Пронизывающее все месяцы работы над «Батумом» предчувствие, что «это плохо кончится», шло еще и от того, какую пьесу задумал Булгаков. Дерзкий план провалился, притом в форме самой оскорбительной для писательского достоинства автора. Сталин удовлетворился самим фактом того, что Булгаков написал о нем пьесу. Его фраза, которую передал Вс. Вишневский на одном мхатовском собрании в 1946 году, — «наша сила в том, что мы и Булгакова научили на нас работать» — есть коварное истолкование «Батума», уничтожающее драматурга. Можно, конечно, согласиться с вождем народов и другом всех артистов и на этом закрыть тему последней пьесы Булгакова. Но на этом она не закрывается. «Батум» написан той же рукой и тем же человеком, который написал «Мастера и Маргариту». Канонизация вождя, выполненная в лубочном стиле советского евангелия, содержит в себе зашифрованный, полупридушенный, но от этого не менее отчаянный вызов насилию.
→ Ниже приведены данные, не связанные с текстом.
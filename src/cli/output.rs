//! Output formatting and progress display

use crate::cli::args::VerbosityLevel;
use crate::core::{DownloadKind, FormatRecord, VideoMetadata};
use colored::Colorize;
use indicatif::{ProgressBar, ProgressStyle};

/// The bar tracks a 0.0..=1.0 fraction; scale it for smooth movement.
const BAR_SCALE: u64 = 1000;

/// Output formatter for vdl
pub struct OutputFormatter {
    verbosity: VerbosityLevel,
    progress_bar: Option<ProgressBar>,
}

impl OutputFormatter {
    /// Create a new output formatter
    pub fn new(verbosity: VerbosityLevel) -> Self {
        Self {
            verbosity,
            progress_bar: None,
        }
    }

    /// Create a fraction-driven progress bar for the download
    pub fn create_progress_bar(&mut self) {
        if self.verbosity == VerbosityLevel::Quiet {
            return;
        }

        let style = ProgressStyle::default_bar()
            .template("{spinner:.green} [{elapsed_precise}] [{bar:40.cyan/blue}] {percent}% {msg}")
            .unwrap()
            .progress_chars("#>-");

        let progress_bar = ProgressBar::new(BAR_SCALE);
        progress_bar.set_style(style);
        progress_bar.set_message("Starting download...");
        self.progress_bar = Some(progress_bar);
    }

    /// Move the progress bar to a new fraction with its status line
    pub fn update_progress(&self, fraction: f32, status: &str) {
        if let Some(progress_bar) = &self.progress_bar {
            progress_bar.set_position((fraction * BAR_SCALE as f32) as u64);
            progress_bar.set_message(status.trim().to_string());
        }
    }

    /// Finish the progress bar
    pub fn finish_progress(&self, message: &str) {
        if let Some(progress_bar) = &self.progress_bar {
            progress_bar.finish_with_message(message.to_string());
        }
    }

    /// Print info message
    pub fn info(&self, message: &str) {
        if self.verbosity != VerbosityLevel::Quiet {
            println!("ℹ️  {}", message);
        }
    }

    /// Print success message
    pub fn success(&self, message: &str) {
        if self.verbosity != VerbosityLevel::Quiet {
            println!("✅ {}", message.green());
        }
    }

    /// Print warning message
    pub fn warning(&self, message: &str) {
        if self.verbosity != VerbosityLevel::Quiet {
            eprintln!("⚠️  {}", message.yellow());
        }
    }

    /// Print error message
    pub fn error(&self, message: &str) {
        eprintln!("❌ {}", message.red());
    }

    /// Print debug message
    pub fn debug(&self, message: &str) {
        if self.verbosity == VerbosityLevel::Verbose {
            println!("   {}", message.dimmed());
        }
    }

    /// Print video metadata
    pub fn print_metadata(&self, metadata: &VideoMetadata) {
        if self.verbosity == VerbosityLevel::Quiet {
            return;
        }

        println!("📹 {}", metadata.title.bold());
        println!("⏱️  {}", metadata.duration_string());
        if let Some(uploader) = &metadata.uploader {
            println!("📺 {}", uploader);
        }
        println!();
    }

    /// Print the format records for one download kind
    pub fn print_formats(&self, kind: DownloadKind, records: &[FormatRecord]) {
        if self.verbosity == VerbosityLevel::Quiet {
            return;
        }

        if records.is_empty() {
            println!("❌ No {} formats found", kind.as_str());
            return;
        }

        println!("⚙️  Available {} formats:", kind.as_str());
        for record in records {
            println!(
                "  📋 {} ({}) | {}",
                record.id.cyan(),
                record.extension,
                record.summary(kind)
            );
        }
        println!();
    }

    /// Print download start message
    pub fn print_download_start(&self, url: &str, format_id: &str) {
        if self.verbosity == VerbosityLevel::Quiet {
            return;
        }

        println!("🚀 Starting download - Format: {}", format_id.bold());
        println!("🔗 URL: {}", url);
        println!();
    }
}
//! Error types for vdl

use std::path::PathBuf;
use thiserror::Error;

/// Main error type for vdl operations
#[derive(Debug, Error)]
pub enum VdlError {
    #[error("External tool unavailable: {0}")]
    ToolUnavailable(String),

    #[error("Fetch failed: {0}")]
    Fetch(String),

    #[error("Thumbnail unavailable: {0}")]
    Thumbnail(String),

    #[error("Invalid URL: {0}")]
    InvalidUrl(String),

    #[error("No format selected")]
    MissingFormat,

    #[error("Output directory does not exist: {0:?}")]
    MissingOutputDir(PathBuf),

    #[error("A download is already running")]
    DownloadInProgress,

    #[error("Download failed: {0}")]
    Download(String),

    #[error("IO error: {0}")]
    IoError(#[from] std::io::Error),

    #[error("JSON error: {0}")]
    JsonError(#[from] serde_json::Error),

    #[error("HTTP error: {0}")]
    HttpError(#[from] reqwest::Error),

    #[error("URL parsing error: {0}")]
    UrlError(#[from] url::ParseError),
}

impl VdlError {
    /// Check if error is retryable by re-invoking the operation
    pub fn is_retryable(&self) -> bool {
        matches!(
            self,
            VdlError::Fetch(_) | VdlError::Thumbnail(_) | VdlError::HttpError(_)
        )
    }

    /// Check if the error comes from the external tool boundary
    pub fn is_tool_error(&self) -> bool {
        matches!(
            self,
            VdlError::ToolUnavailable(_) | VdlError::Fetch(_) | VdlError::Download(_)
        )
    }
}

#[cfg(test)]
mod tests {
    use super::*;

    #[test]
    fn test_retryable_errors() {
        assert!(VdlError::Fetch("listing failed".into()).is_retryable());
        assert!(VdlError::Thumbnail("404".into()).is_retryable());
        assert!(!VdlError::DownloadInProgress.is_retryable());
        assert!(!VdlError::MissingFormat.is_retryable());
    }

    #[test]
    fn test_tool_errors() {
        assert!(VdlError::ToolUnavailable("not found".into()).is_tool_error());
        assert!(VdlError::Download("exit 1".into()).is_tool_error());
        assert!(!VdlError::InvalidUrl("nope".into()).is_tool_error());
    }
}
//! Format-listing parsing
//!
//! Turns the tabular text of a `-F` listing into a [`FormatCatalog`].
//! Field extraction is deliberately line-local: the listing's columns shift
//! between extractors, so every field is matched against the whole line.

use crate::core::catalog::{FormatCatalog, FormatRecord, AUDIO_ONLY, NOT_AVAILABLE};
use lazy_static::lazy_static;
use regex::Regex;
use tracing::debug;

lazy_static! {
    static ref RES_WXH_RE: Regex = Regex::new(r"\b(\d{3,4}x\d{3,4})\b").unwrap();
    static ref RES_P_RE: Regex = Regex::new(r"\b(\d{3,4}p)\b").unwrap();
    static ref VCODEC_NONE_RE: Regex = Regex::new(r"\bvcodec\s*:\s*none\b").unwrap();
    static ref FILESIZE_RE: Regex =
        Regex::new(r"\b(\d+(?:\.\d+)?(?:KiB|MiB|GiB|TiB|KB|MB|GB|TB))\b").unwrap();
    static ref FILESIZE_APPROX_RE: Regex =
        Regex::new(r"~(\d+(?:\.\d+)?(?:KB|MB|GB|TB))").unwrap();
    static ref FPS_RE: Regex = Regex::new(r"\b(\d+(?:\.\d+)?)fps\b").unwrap();
    static ref ABR_RE: Regex = Regex::new(r"\b(\d+)k\b").unwrap();
    static ref HEADER_RE: Regex = Regex::new(r"^\s*ID\s+EXT").unwrap();
    static ref FIRST_INT_RE: Regex = Regex::new(r"(\d+)").unwrap();
}

/// Video codecs recognized in listing lines, in match order
const VIDEO_CODECS: [&str; 8] = ["h264", "h265", "vp9", "vp8", "av01", "avc1", "hevc", "none"];

/// Audio codecs recognized in listing lines, in match order
const AUDIO_CODECS: [&str; 6] = ["aac", "mp3", "opus", "vorbis", "mp4a", "none"];

/// Container extensions that always mean an audio-only format
const AUDIO_EXTENSIONS: [&str; 6] = ["m4a", "mp3", "aac", "ogg", "opus", "wav"];

/// Extract the resolution field from a listing line
///
/// Prefers an explicit `WxH` pair, then an `Np` shorthand, then the
/// audio-only markers.
pub fn resolution_from_line(line: &str) -> String {
    if let Some(caps) = RES_WXH_RE.captures(line) {
        return caps[1].to_string();
    }
    if let Some(caps) = RES_P_RE.captures(line) {
        return caps[1].to_string();
    }
    if line.to_lowercase().contains(AUDIO_ONLY) || VCODEC_NONE_RE.is_match(line) {
        return AUDIO_ONLY.to_string();
    }
    NOT_AVAILABLE.to_string()
}

/// Extract the filesize token, including `~`-prefixed approximate sizes
pub fn filesize_from_line(line: &str) -> String {
    if let Some(caps) = FILESIZE_RE.captures(line) {
        return caps[1].to_string();
    }
    if let Some(caps) = FILESIZE_APPROX_RE.captures(line) {
        return format!("~{}", &caps[1]);
    }
    NOT_AVAILABLE.to_string()
}

/// Extract the frame rate as `<number>fps`
pub fn fps_from_line(line: &str) -> String {
    match FPS_RE.captures(line) {
        Some(caps) => format!("{}fps", &caps[1]),
        None => NOT_AVAILABLE.to_string(),
    }
}

/// Extract the video codec; first known token wins
pub fn video_codec_from_line(line: &str) -> String {
    codec_from_line(line, &VIDEO_CODECS)
}

/// Extract the audio codec; first known token wins
pub fn audio_codec_from_line(line: &str) -> String {
    codec_from_line(line, &AUDIO_CODECS)
}

fn codec_from_line(line: &str, codecs: &[&str]) -> String {
    let lower = line.to_lowercase();
    for codec in codecs {
        if lower.contains(codec) {
            return codec.to_string();
        }
    }
    "unknown".to_string()
}

/// Extract the audio bitrate as `<int>k`
pub fn audio_bitrate_from_line(line: &str) -> String {
    match ABR_RE.captures(line) {
        Some(caps) => format!("{}k", &caps[1]),
        None => NOT_AVAILABLE.to_string(),
    }
}

/// Numeric sort key for a resolution field; higher means better
pub fn resolution_sort_key(resolution: &str) -> u32 {
    if resolution == AUDIO_ONLY {
        return 0;
    }
    if resolution == NOT_AVAILABLE {
        return 1;
    }
    FIRST_INT_RE
        .captures(resolution)
        .and_then(|caps| caps[1].parse().ok())
        .unwrap_or(0)
}

/// Numeric sort key for an audio bitrate field; 0 when absent
pub fn bitrate_sort_key(bitrate: &str) -> u32 {
    FIRST_INT_RE
        .captures(bitrate)
        .and_then(|caps| caps[1].parse().ok())
        .unwrap_or(0)
}

/// Classification outcome for one listing line
enum Bucket {
    Video,
    Audio,
    Dropped,
}

fn classify(record: &FormatRecord) -> Bucket {
    let lower = record.raw_line.to_lowercase();

    let is_audio_only = record.video_codec == "none"
        || lower.contains(AUDIO_ONLY)
        || record.resolution == AUDIO_ONLY
        || AUDIO_EXTENSIONS.contains(&record.extension.as_str())
        || (record.resolution == NOT_AVAILABLE
            && record.audio_codec != "none"
            && record.audio_codec != "unknown");
    if is_audio_only {
        return Bucket::Audio;
    }

    let is_video_capable = record.audio_codec == "none"
        || lower.contains("video only")
        || (record.resolution != AUDIO_ONLY && record.resolution != NOT_AVAILABLE);
    if is_video_capable {
        return Bucket::Video;
    }

    // Ambiguous leftovers: a documented heuristic, not a complete
    // classification. Combined streams with both codecs land in video.
    if record.audio_codec != "none" && record.video_codec != "none" {
        Bucket::Video
    } else if record.audio_codec != "none" {
        Bucket::Audio
    } else {
        Bucket::Dropped
    }
}

/// Parse the full listing text into a classified, sorted catalog
///
/// Header, log-prefix and malformed lines are skipped silently; a listing
/// with zero usable rows yields an empty catalog, not an error.
pub fn parse_listing(text: &str) -> FormatCatalog {
    let mut catalog = FormatCatalog::default();

    let candidates = text.lines().filter(|line| {
        !line.trim().is_empty()
            && !line.starts_with("format")
            && !HEADER_RE.is_match(line)
            && !line.starts_with('[')
    });

    for line in candidates {
        let parts: Vec<&str> = line.split_whitespace().collect();
        if parts.len() < 3 {
            continue;
        }

        let video_codec = video_codec_from_line(line);
        let audio_codec = audio_codec_from_line(line);
        let display_codec = if video_codec != "none" {
            video_codec.clone()
        } else {
            audio_codec.clone()
        };

        let record = FormatRecord {
            id: parts[0].to_string(),
            extension: parts[1].to_string(),
            resolution: resolution_from_line(line),
            filesize: filesize_from_line(line),
            fps: fps_from_line(line),
            video_codec,
            audio_codec,
            audio_bitrate: audio_bitrate_from_line(line),
            display_codec,
            raw_line: line.to_string(),
        };

        match classify(&record) {
            Bucket::Video => catalog.video.push(record),
            Bucket::Audio => catalog.audio.push(record),
            Bucket::Dropped => {
                debug!("dropped unclassifiable listing line: {}", record.raw_line);
            }
        }
    }

    // Stable descending sorts keep the listing order for equal keys.
    catalog
        .video
        .sort_by(|a, b| resolution_sort_key(&b.resolution).cmp(&resolution_sort_key(&a.resolution)));
    catalog
        .audio
        .sort_by(|a, b| bitrate_sort_key(&b.audio_bitrate).cmp(&bitrate_sort_key(&a.audio_bitrate)));

    debug!(
        video = catalog.video.len(),
        audio = catalog.audio.len(),
        "parsed format listing"
    );
    catalog
}
//! # vdl - Managed Video Downloads
//!
//! Core library for browsing and downloading remote videos through a
//! yt-dlp compatible command-line tool.
//!
//! ## Features
//!
//! - Format-listing parsing into typed, sorted video/audio records
//! - One-shot metadata fetch (title, duration, uploader, thumbnail)
//! - Supervised downloads with live progress events
//! - Cooperative cancellation with bounded graceful shutdown
//! - Single-flight download contract
//!
//! ## Example
//!
//! ```rust,no_run
//! use vdl::{DownloadJob, DownloadKind, DownloadSupervisor, ToolRunner};
//!
//! #[tokio::main]
//! async fn main() -> Result<(), Box<dyn std::error::Error>> {
//!     let runner = ToolRunner::discover();
//!     let metadata = runner.fetch_metadata("VIDEO_URL").await?;
//!     let catalog = runner.fetch_listing("VIDEO_URL").await?;
//!
//!     let supervisor = DownloadSupervisor::new(runner.tool_path().to_path_buf());
//!     let job = DownloadJob {
//!         url: "VIDEO_URL".to_string(),
//!         kind: DownloadKind::Video,
//!         format_id: catalog.video[0].id.clone(),
//!         output_dir: "./downloads".into(),
//!     };
//!     let mut events = supervisor.start(job)?;
//!     while let Some(event) = events.recv().await {
//!         println!("{:?}", event);
//!     }
//!     println!("Downloaded: {}", metadata.title);
//!
//!     Ok(())
//! }
//! ```

pub mod cli;
pub mod core;
pub mod download;
pub mod error;
pub mod tool;
pub mod utils;

// Re-export main types
pub use crate::core::{DownloadKind, FormatCatalog, FormatRecord, FormatStore, VideoMetadata};
pub use crate::download::{DownloadEvent, DownloadJob, DownloadOutcome, DownloadSupervisor};
pub use crate::error::VdlError;
pub use crate::tool::ToolRunner;

/// Result type alias for vdl operations
pub type Result<T> = std::result::Result<T, VdlError>;
use std::sync::atomic::{AtomicBool, Ordering};

use crate::object::Object;
use crate::token::{Token, Type, Location};

static HAD_ERROR: AtomicBool = AtomicBool::new(false);
static HAD_RUNTIME_ERROR: AtomicBool = AtomicBool::new(false);

/// Checks if an error occurred during scanning, parsing, resolving or interpreting.
pub fn did_error() -> bool {
    did_static_error() || did_runtime_error()
}

/// Checks if an error occurred before evaluation started.
pub fn did_static_error() -> bool {
    HAD_ERROR.load(Ordering::Relaxed)
}

/// Checks if an error occurred during runtime.
pub fn did_runtime_error() -> bool {
    HAD_RUNTIME_ERROR.load(Ordering::Relaxed)
}

/// Resets the error flags.
/// This is used to reset the interpreter between prompt lines.
pub fn reset_error() {
    HAD_ERROR.store(false, Ordering::Relaxed);
    HAD_RUNTIME_ERROR.store(false, Ordering::Relaxed);
}

fn report(line: usize, context: &str, message: &str) {
    eprintln!("[line {line}] Error{context}: {message}");
    HAD_ERROR.store(true, Ordering::Relaxed);
}

/// Every error type must implement this trait.
pub trait Error {
    /// Prints the error message and sets the matching error flag.
    fn throw(&self);
}

/// Represents an error that occurs during scanning.
#[derive(Debug)]
pub struct ScanError {
    pub location: Location,
    pub message: String,
}

impl Error for ScanError {
    fn throw(&self) {
        report(self.location.line, "", &self.message);
    }
}

/// Represents an error that occurs during parsing.
#[derive(Debug)]
pub struct ParseError {
    pub token: Token,
    pub message: String,
}

impl Error for ParseError {
    fn throw(&self) {
        if self.token.r#type == Type::EOF {
            report(self.token.location.line, " at end", &self.message);
        } else {
            let context = format!(" at '{}'", self.token.lexeme);
            report(self.token.location.line, &context, &self.message);
        }
    }
}

/// Represents an error that occurs during resolution.
#[derive(Debug)]
pub struct ResolveError {
    pub token: Token,
    pub message: String,
}

impl Error for ResolveError {
    fn throw(&self) {
        let context = format!(" at '{}'", self.token.lexeme);
        report(self.token.location.line, &context, &self.message);
    }
}

/// Represents an error that occurs during runtime.
#[derive(Debug)]
pub struct RuntimeError {
    pub token: Token,
    pub message: String,
}

impl Error for RuntimeError {
    fn throw(&self) {
        eprintln!("{message}\n[line {line}]", message = self.message, line = self.token.location.line);
        HAD_RUNTIME_ERROR.store(true, Ordering::Relaxed);
    }
}

/// The non-local exits of the evaluator. A `return` statement travels up the
/// execution stack the same way a runtime error does, but it is caught at the
/// function call boundary and converted into the call's result instead of
/// being reported.
#[derive(Debug)]
pub enum Unwind {
    Error(RuntimeError),
    Return(Object),
}

impl From<RuntimeError> for Unwind {
    fn from(error: RuntimeError) -> Self {
        Unwind::Error(error)
    }
}
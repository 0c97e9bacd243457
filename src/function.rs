use std::cell::RefCell;
use std::fmt::{Debug, Display};
use std::rc::Rc;
use std::time::{SystemTime, UNIX_EPOCH};

use crate::environment::Environment;
use crate::interpreter::Interpreter;
use crate::object::{Object, Callable};
use crate::error::{RuntimeError, Unwind};
use crate::stmt::{Stmt, FunctionData};
use crate::token::Token;
use crate::literal::Literal;

/// A user defined function together with the environment frame that was
/// current when it was declared. Calling the function chains a fresh frame
/// onto that closure, which is what pins the body to its lexical scope.
#[derive(Clone)]
pub struct Function {
    pub name: Token,
    pub params: Vec<Token>,
    pub body: Vec<Stmt>,
    pub closure: Rc<RefCell<Environment>>,
    pub is_initializer: bool,
}

// The closure chain can reach back to this function, so Debug must not
// recurse into it.
impl Debug for Function {
    fn fmt(&self, f: &mut std::fmt::Formatter<'_>) -> std::fmt::Result {
        write!(f, "<fn {}>", self.name.lexeme)
    }
}

impl Function {
    pub fn new(declaration: &FunctionData, closure: Rc<RefCell<Environment>>, is_initializer: bool) -> Self {
        Function {
            name: declaration.name.clone(),
            params: declaration.params.clone(),
            body: declaration.body.clone(),
            closure,
            is_initializer,
        }
    }

    /// Produces a copy of this function whose closure is wrapped in a frame
    /// that defines `this` as the given instance.
    pub fn bind(&self, instance: Object) -> Function {
        let mut environment = Environment::new(Some(Rc::clone(&self.closure)));
        environment.define("this", instance);

        Function {
            name: self.name.clone(),
            params: self.params.clone(),
            body: self.body.clone(),
            closure: Rc::new(RefCell::new(environment)),
            is_initializer: self.is_initializer,
        }
    }
}

impl Callable for Function {
    fn call(&self, interpreter: &mut Interpreter<'_>, arguments: Vec<Object>) -> Result<Object, RuntimeError> {
        let mut environment = Environment::new(Some(Rc::clone(&self.closure)));

        for (param, argument) in self.params.iter().zip(arguments) {
            environment.define(&param.lexeme, argument);
        }

        let body = interpreter.execute_block(&self.body, Rc::new(RefCell::new(environment)));

        // An initializer always evaluates to the instance, even on an early
        // bare return.
        match body {
            Err(Unwind::Error(error)) => Err(error),
            Err(Unwind::Return(value)) if !self.is_initializer => Ok(value),
            _ if self.is_initializer => self.closure.borrow().get_at(0, &Token::from("this")),
            _ => Ok(Object::from(Literal::Nil)),
        }
    }

    fn arity(&self) -> usize {
        self.params.len()
    }
}

impl PartialEq for Function {
    fn eq(&self, other: &Self) -> bool {
        self.name == other.name && Rc::ptr_eq(&self.closure, &other.closure)
    }
}

impl Display for Function {
    fn fmt(&self, f: &mut std::fmt::Formatter<'_>) -> std::fmt::Result {
        write!(f, "<fn {}>", self.name.lexeme)
    }
}

/// A host provided function exposed to the language through the globals frame.
#[derive(Clone)]
pub struct NativeFunction {
    pub name: Token,
    pub arity: usize,
    pub function: fn(&mut Interpreter<'_>, Vec<Object>) -> Result<Object, RuntimeError>,
}

impl Callable for NativeFunction {
    fn call(&self, interpreter: &mut Interpreter<'_>, arguments: Vec<Object>) -> Result<Object, RuntimeError> {
        (self.function)(interpreter, arguments)
    }

    fn arity(&self) -> usize {
        self.arity
    }
}

impl NativeFunction {
    /// The functions every globals frame starts out with.
    pub fn get_globals() -> Vec<NativeFunction> {
        vec![
            NativeFunction {
                name: Token::from("clock"),
                arity: 0,
                function: |_, _| {
                    let now = SystemTime::now()
                        .duration_since(UNIX_EPOCH)
                        .unwrap_or_default()
                        .as_secs_f64();
                    Ok(Object::from(now))
                },
            },
        ]
    }
}

impl PartialEq for NativeFunction {
    fn eq(&self, other: &Self) -> bool {
        self.name == other.name
    }
}

impl Display for NativeFunction {
    fn fmt(&self, f: &mut std::fmt::Formatter<'_>) -> std::fmt::Result {
        write!(f, "<native fn {}>", self.name.lexeme)
    }
}

impl Debug for NativeFunction {
    fn fmt(&self, f: &mut std::fmt::Formatter<'_>) -> std::fmt::Result {
        write!(f, "<native fn {}>", self.name.lexeme)
    }
}
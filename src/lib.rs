//! A tree-walk interpreter for the Lox programming language. Lox is a small
//! dynamically typed scripting language with first-class functions, lexical
//! closures and single-inheritance classes, described in the
//! [Crafting Interpreters](https://craftinginterpreters.com/) book by Bob
//! Nystrom.
//!
//! ## Scanning
//! The first stage converts the source text into a flat list of tokens. The
//! scanner lives in the [`scanner`](scanner) module; it is a single forward
//! pass that tracks line and column positions for diagnostics. Scan errors
//! like an unterminated string are reported as a
//! [`ScanError`](error::ScanError) and scanning continues, so several
//! problems can be reported in one run.
//!
//! ## Parsing
//! The [`parser`](parser) module holds a hand-written recursive descent
//! parser over the token list. It produces [`expressions`](expr::Expr),
//! pieces of code that evaluate to an [`Object`](object::Object), and
//! [`statements`](stmt::Stmt), pieces of code run for their effect. On a
//! syntax error the parser reports a [`ParseError`](error::ParseError),
//! discards tokens up to the next statement boundary, and keeps going.
//!
//! ## Resolving
//! Before anything runs, the [`resolver`](resolver) walks the tree once and
//! computes, for every variable reference, how many environment frames out
//! its binding lives. This pins every closure to the scope that was visible
//! where the function was written, instead of whatever happens to be in
//! scope when it is called. The pass also catches semantic mistakes that are
//! not syntax errors, like `return` at the top level or a class inheriting
//! from itself, reported as [`ResolveError`](error::ResolveError)s.
//!
//! ## Interpreting
//! The [`interpreter`](interpreter) module evaluates the resolved tree
//! directly. Variables live in a chain of [`Environment`](environment::Environment)
//! frames; functions capture the frame that was current at their
//! declaration. Type mistakes that survive the static passes, like adding a
//! string to a number, surface at this point as
//! [`RuntimeError`](error::RuntimeError)s and abort the current run.

use std::io::Write;
use std::{fs, process};

use rustyline::DefaultEditor;
use rustyline::error::ReadlineError;

pub mod error;
pub mod token;
pub mod scanner;
pub mod expr;
pub mod stmt;
pub mod environment;
pub mod parser;
pub mod ast;
pub mod interpreter;
pub mod literal;
pub mod object;
pub mod function;
pub mod resolver;
pub mod class;

use interpreter::Interpreter;
use parser::Parser;
use scanner::Scanner;
use resolver::Resolver;

/// The front of the interpreter: feeds a source string through the pipeline
/// and maps errors to exit codes. `print` output goes to the writer given at
/// construction.
#[allow(non_camel_case_types)]
pub struct lox<'a> {
    interpreter: Interpreter<'a>,
}

impl<'a> lox<'a> {
    pub fn new(output: &'a mut dyn Write) -> Self {
        lox {
            interpreter: Interpreter::new(output),
        }
    }

    /// Runs a script file. Exits with 65 on a static error, 70 on a runtime
    /// error and 2 when the file cannot be read.
    pub fn run_file(&mut self, path: &str) {
        let contents = match fs::read_to_string(path) {
            Ok(contents) => contents,
            Err(error) => {
                eprintln!("failed to read file: {error}");
                process::exit(2);
            },
        };

        self.run(&contents);

        if error::did_static_error() {
            process::exit(65);
        }
        if error::did_runtime_error() {
            process::exit(70);
        }
    }

    /// Runs an interactive prompt until end of input. Errors are reported
    /// per line; the error flags reset so one bad line does not poison the
    /// session.
    pub fn run_prompt(&mut self) {
        let mut editor = match DefaultEditor::new() {
            Ok(editor) => editor,
            Err(error) => {
                eprintln!("failed to start the prompt: {error}");
                return;
            },
        };

        let history = home::home_dir().map(|dir| dir.join(".lox_history"));
        if let Some(history) = &history {
            let _ = editor.load_history(history);
        }

        loop {
            match editor.readline("> ") {
                Ok(line) => {
                    let _ = editor.add_history_entry(line.as_str());
                    self.run(&line);
                    error::reset_error();
                },
                Err(ReadlineError::Interrupted) | Err(ReadlineError::Eof) => break,
                Err(error) => {
                    eprintln!("failed to read line: {error}");
                    break;
                },
            }
        }

        if let Some(history) = &history {
            let _ = editor.save_history(history);
        }
    }

    /// Runs one source string through scan, parse, resolve and interpret.
    /// Evaluation is skipped if any static error was reported.
    fn run(&mut self, source: &str) {
        let tokens = Scanner::new(source).scan_tokens();
        let statements = Parser::new(tokens).parse();

        if error::did_error() {
            return;
        }

        let mut resolver = Resolver::new(&mut self.interpreter);
        resolver.resolve(&statements);

        if error::did_error() {
            return;
        }

        self.interpreter.interpret(&statements);
    }
}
Признание этого факта нужно не для того, чтобы комфортабельно жилось потомкам, совершающим безнравственные поступки. Напротив, история с «Батумом» открывает, как никакой иной сюжет театральной судьбы Булгакова, сокровенный смысл писательской жизни. Насилие над собой, а «Батум» был, конечно, насилием над собой, уступкой «рогатой нечисти», не проходит даром для художника. Булгаков подорвал себя на этой пьесе, не только душевно, но и физически. Так было и с Мандельштамом, сочинителем «Оды» Сталину. Взвинчивая и настраивая себя на совершение «технологического» акта, с веревкой на шее, он разрушал свою психику. «Теперь я понимаю, — говорил он Ахматовой, — это была болезнь». В сходном плане можно, вероятно, воспринимать и строки самой Ахматовой, написанные на смерть Булгакова. Их объясняющая сила в свете «Батума» стократно возрастает: «И гостью страшную ты сам к себе пустил и с ней наедине остался».